This definition is a bit more restrictive than that proposed by Lavoisier in the late 18[^th^]{.underline} century (See next chapter.), for it implies not only that elements cannot be broken down into simpler substances, but also that they combine with each other to form complex substances. (See note 18 below.) Tenney Davis notes that the definition of element is not a subject of dispute in The Sceptical Chymist, and argues that it was already widely accepted in Boyle's time [Davis 1931]. Indeed, even Aristotle gave a definition remarkably like Boyle's [Aristotle Caelo]: "An element, we take it, is a body into which other bodies may be analysed, present in them potentially or in actuality (which of these, is still disputable), and not itself divisible into bodies different in form."
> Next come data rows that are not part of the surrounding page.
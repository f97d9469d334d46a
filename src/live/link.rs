//! Transport seam for live sessions

use async_trait::async_trait;
use tokio::sync::mpsc;

use super::{LinkEvent, OutboundFrame};
use crate::Result;

/// Opens connections to the remote conversational service
#[async_trait]
pub trait LiveConnector: Send + Sync {
    /// Establish a connection and complete the service handshake
    ///
    /// Returns the outbound half and a receiver of inbound events in
    /// arrival order.
    ///
    /// # Errors
    ///
    /// Returns `ConnectionFailed` if the handshake does not complete
    async fn connect(&self) -> Result<(Box<dyn LiveLink>, mpsc::Receiver<LinkEvent>)>;
}

/// Outbound half of an open connection
#[async_trait]
pub trait LiveLink: Send {
    /// Send one microphone frame
    ///
    /// # Errors
    ///
    /// Returns `TransportSendFailure` if the frame could not be written
    async fn send(&mut self, frame: OutboundFrame) -> Result<()>;

    /// Close the connection
    ///
    /// # Errors
    ///
    /// Returns error if the close handshake fails
    async fn close(&mut self) -> Result<()>;
}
[[10]]{#foot10}Paracelsus (1493-1541; view portraits in Jack Lynch's site, University of Pennsylvania), also known as Theophrastus von Hohenheim, was a physician who rejected many of the tenets of classical medicine. Among his innovations was the application of chemical substances to treat medical conditions (such as mercury to treat syphillis). His alchemical writings, like many of the time, contain a mixture of mysticism and experiment.

[[11]]{#foot11}The debate will not be historical, about who said what about the elements and when. It will examine the version of the Peripatetic and alchemical systems of elements as commonly taught and understood in Boyle's time.

[[12]]{#foot12}By this point in the dialogue, Carneades has raised doubts about the Peripatetic and alchemical beliefs on the elements, criticizing the evidence on which those beliefs were grounded. He has been so successful in raising doubts that Eleutherius wonders whether there is good reason to believe elements exist at all.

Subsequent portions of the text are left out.